New research in animals suggests that the sins of the mother won't inevitably be visited on the child. Even if a pregnant woman drinks heavily -- despite 25 years of warnings not to -- it may be possible to offset some of the alcohol's toxic effects on her baby's brain after she gives birth. In newborn rats that were fed alcohol to simulate a binge-drinking mother, the alcohol did less damage to memory functions and behavior if the infant rats were given supplements of choline, a nutrient found naturally in such foods as eggs and liver, researchers reported last week in the journal Behavioral Neuroscience.

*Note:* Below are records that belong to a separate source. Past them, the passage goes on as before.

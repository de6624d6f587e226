//! Error taxonomy: transport failures, probe outcomes and resilient-call errors.

use thiserror::Error;

use crate::request::JsonRpcError;

/// JSON-RPC error code used by most public nodes for "limit exceeded".
pub const RPC_LIMIT_EXCEEDED: i64 = -32005;
/// JSON-RPC "internal error"; on public nodes this is almost always load related.
pub const RPC_INTERNAL_ERROR: i64 = -32603;

const RATE_LIMIT_PATTERNS: &[&str] = &[
    "limit exceeded",
    "rate limit",
    "too many requests",
    "request rate",
    "capacity exceeded",
];

const TRANSIENT_PATTERNS: &[&str] = &[
    "server_error",
    "processing response error",
    "header not found",
    "timeout",
    "timed out",
    "temporarily unavailable",
    "bad gateway",
    "service unavailable",
    "connection reset",
];

/// Errors that can occur during a single RPC transport operation.
#[derive(Debug, Error)]
pub enum TransportError {
    /// Connection-level failure (refused, reset, DNS, TLS).
    #[error("HTTP error: {0}")]
    Http(String),

    /// The endpoint answered with a non-success HTTP status.
    #[error("HTTP {status}: {body}")]
    Status { status: u16, body: String },

    /// JSON-RPC protocol-level error returned by the node.
    #[error("RPC error {}: {}", .0.code, .0.message)]
    Rpc(JsonRpcError),

    /// Rate limit exceeded — caller should back off and rotate.
    #[error("Rate limit exceeded (provider: {provider})")]
    RateLimited { provider: String },

    /// Request timed out after the configured duration.
    #[error("Request timed out after {ms}ms")]
    Timeout { ms: u64 },

    /// A client for the endpoint could not be created.
    #[error("cannot connect to {url}: {reason}")]
    Connect { url: String, reason: String },

    /// Response body could not be deserialized.
    #[error("Deserialization error: {0}")]
    Deserialization(#[from] serde_json::Error),

    /// The node answered, but the payload does not decode as expected.
    #[error("decode error: {0}")]
    Decode(String),

    /// An unexpected error.
    #[error("{0}")]
    Other(String),
}

/// How the resilient call wrapper should treat a failure.
#[derive(Debug, Clone, Copy, PartialEq, Eq)]
pub enum FailureClass {
    /// Provider throttled us; rotate and retry.
    RateLimited,
    /// Transient server or network trouble; rotate and retry.
    Transient,
    /// Permanent rejection; retrying elsewhere will not help.
    Terminal,
}

impl FailureClass {
    /// Returns `true` if a failure of this class warrants rotation + retry.
    pub fn is_retryable(self) -> bool {
        !matches!(self, Self::Terminal)
    }
}

impl TransportError {
    /// Classify this error as rate-limited, transient or terminal.
    ///
    /// Structured signals (status codes, JSON-RPC codes) win; message
    /// patterns are consulted for nodes that only report free text.
    pub fn classify(&self) -> FailureClass {
        match self {
            Self::RateLimited { .. } => FailureClass::RateLimited,
            Self::Http(_) | Self::Timeout { .. } | Self::Connect { .. } => FailureClass::Transient,
            // A garbled body is a misbehaving node, not a bad request.
            Self::Deserialization(_) => FailureClass::Transient,
            Self::Status { status, body } => match *status {
                429 => FailureClass::RateLimited,
                500..=599 => FailureClass::Transient,
                _ => classify_message(body),
            },
            Self::Rpc(err) => match err.code {
                RPC_LIMIT_EXCEEDED => FailureClass::RateLimited,
                RPC_INTERNAL_ERROR => FailureClass::Transient,
                _ => classify_message(&err.message),
            },
            Self::Decode(_) => FailureClass::Terminal,
            Self::Other(msg) => classify_message(msg),
        }
    }
}

fn classify_message(msg: &str) -> FailureClass {
    let lower = msg.to_ascii_lowercase();
    if RATE_LIMIT_PATTERNS.iter().any(|p| lower.contains(p)) {
        FailureClass::RateLimited
    } else if TRANSIENT_PATTERNS.iter().any(|p| lower.contains(p)) {
        FailureClass::Transient
    } else {
        FailureClass::Terminal
    }
}

/// Why a health probe declared an endpoint offline for this round.
#[derive(Debug, Clone, Error, PartialEq, Eq)]
pub enum ProbeError {
    /// Network or connection failure, including per-attempt timeouts.
    #[error("endpoint {url} unreachable: {reason}")]
    EndpointUnreachable { url: String, reason: String },

    /// The endpoint answered but serves a different chain.
    #[error("endpoint {url} reports chain {actual}, expected {expected}")]
    WrongNetwork { url: String, expected: u64, actual: u64 },
}

impl ProbeError {
    /// The chain id the endpoint reported, if it answered at all.
    pub fn observed_chain_id(&self) -> Option<u64> {
        match self {
            Self::WrongNetwork { actual, .. } => Some(*actual),
            Self::EndpointUnreachable { .. } => None,
        }
    }
}

/// Errors surfaced by the resilient call wrapper.
#[derive(Debug, Error)]
pub enum CallError {
    /// The selector found zero online endpoints.
    #[error("no RPC providers available")]
    NoProvidersAvailable,

    /// Every allowed attempt failed with a retryable error.
    #[error("exhausted {attempts} attempts, last error: {last_error}")]
    ExhaustedRetries {
        attempts: u32,
        #[source]
        last_error: TransportError,
    },

    /// The endpoint permanently rejected the request.
    #[error("request rejected by {url}: {source}")]
    Rejected {
        url: String,
        #[source]
        source: TransportError,
    },
}

#[cfg(test)]
mod tests {
    use super::*;

    fn rpc(code: i64, message: &str) -> TransportError {
        TransportError::Rpc(JsonRpcError {
            code,
            message: message.into(),
            data: None,
        })
    }

    #[test]
    fn rate_limits_are_recognised() {
        assert_eq!(
            TransportError::Status { status: 429, body: String::new() }.classify(),
            FailureClass::RateLimited
        );
        assert_eq!(rpc(-32005, "whatever").classify(), FailureClass::RateLimited);
        assert_eq!(
            rpc(-32000, "method eth_call in batch triggered rate limit").classify(),
            FailureClass::RateLimited
        );
        assert_eq!(
            TransportError::Other("limit exceeded".into()).classify(),
            FailureClass::RateLimited
        );
    }

    #[test]
    fn server_trouble_is_transient() {
        assert_eq!(
            TransportError::Status { status: 503, body: "busy".into() }.classify(),
            FailureClass::Transient
        );
        assert_eq!(rpc(-32603, "internal").classify(), FailureClass::Transient);
        assert_eq!(rpc(-32000, "header not found").classify(), FailureClass::Transient);
        assert_eq!(
            TransportError::Other("SERVER_ERROR: bad response".into()).classify(),
            FailureClass::Transient
        );
        assert!(TransportError::Timeout { ms: 10 }.classify().is_retryable());
        assert!(TransportError::Http("connection refused".into()).classify().is_retryable());
    }

    #[test]
    fn rejections_are_terminal() {
        assert_eq!(rpc(-32602, "invalid params").classify(), FailureClass::Terminal);
        assert_eq!(rpc(3, "execution reverted").classify(), FailureClass::Terminal);
        assert_eq!(
            TransportError::Status { status: 400, body: "bad request".into() }.classify(),
            FailureClass::Terminal
        );
        assert_eq!(TransportError::Decode("short word".into()).classify(), FailureClass::Terminal);
        assert!(!rpc(-32601, "method not found").classify().is_retryable());
    }

    #[test]
    fn wrong_network_keeps_observed_chain() {
        let err = ProbeError::WrongNetwork {
            url: "https://a".into(),
            expected: 56,
            actual: 1,
        };
        assert_eq!(err.observed_chain_id(), Some(1));
        assert!(err.to_string().contains("expected 56"));
    }
}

Article Summary: Though most of the 4 million American women who give birth each year drink little, if any, alcohol during pregnancy, an estimated 125,000 continue to drink heavily. Such drinking often results in an array of symptoms known as fetal alcohol syndrome. The baby's facial features may be subtly abnormal; size and weight may fall well below average; and brain effects can range from retardation to hyperactivity. Drinking during pregnancy is considered "the leading known preventable cause of mental retardation and birth defects," said Tom Donaldson , president of the National Organization on Fetal Alcohol Syndrome. Last week's study is the first to show that choline -- even given after birth -- might be able to reduce some of the adverse behavioral effects of early alcohol exposure. Study author Jennifer Thomas of San Diego State University is often asked whether pregnant women who drink should take extra choline, or whether the parents of babies with fetal alcohol damage should add choline to the babies' diets. It is simply too early to answer those questions, she said, and she lacks data to determine what the correct doses of choline would be for humans.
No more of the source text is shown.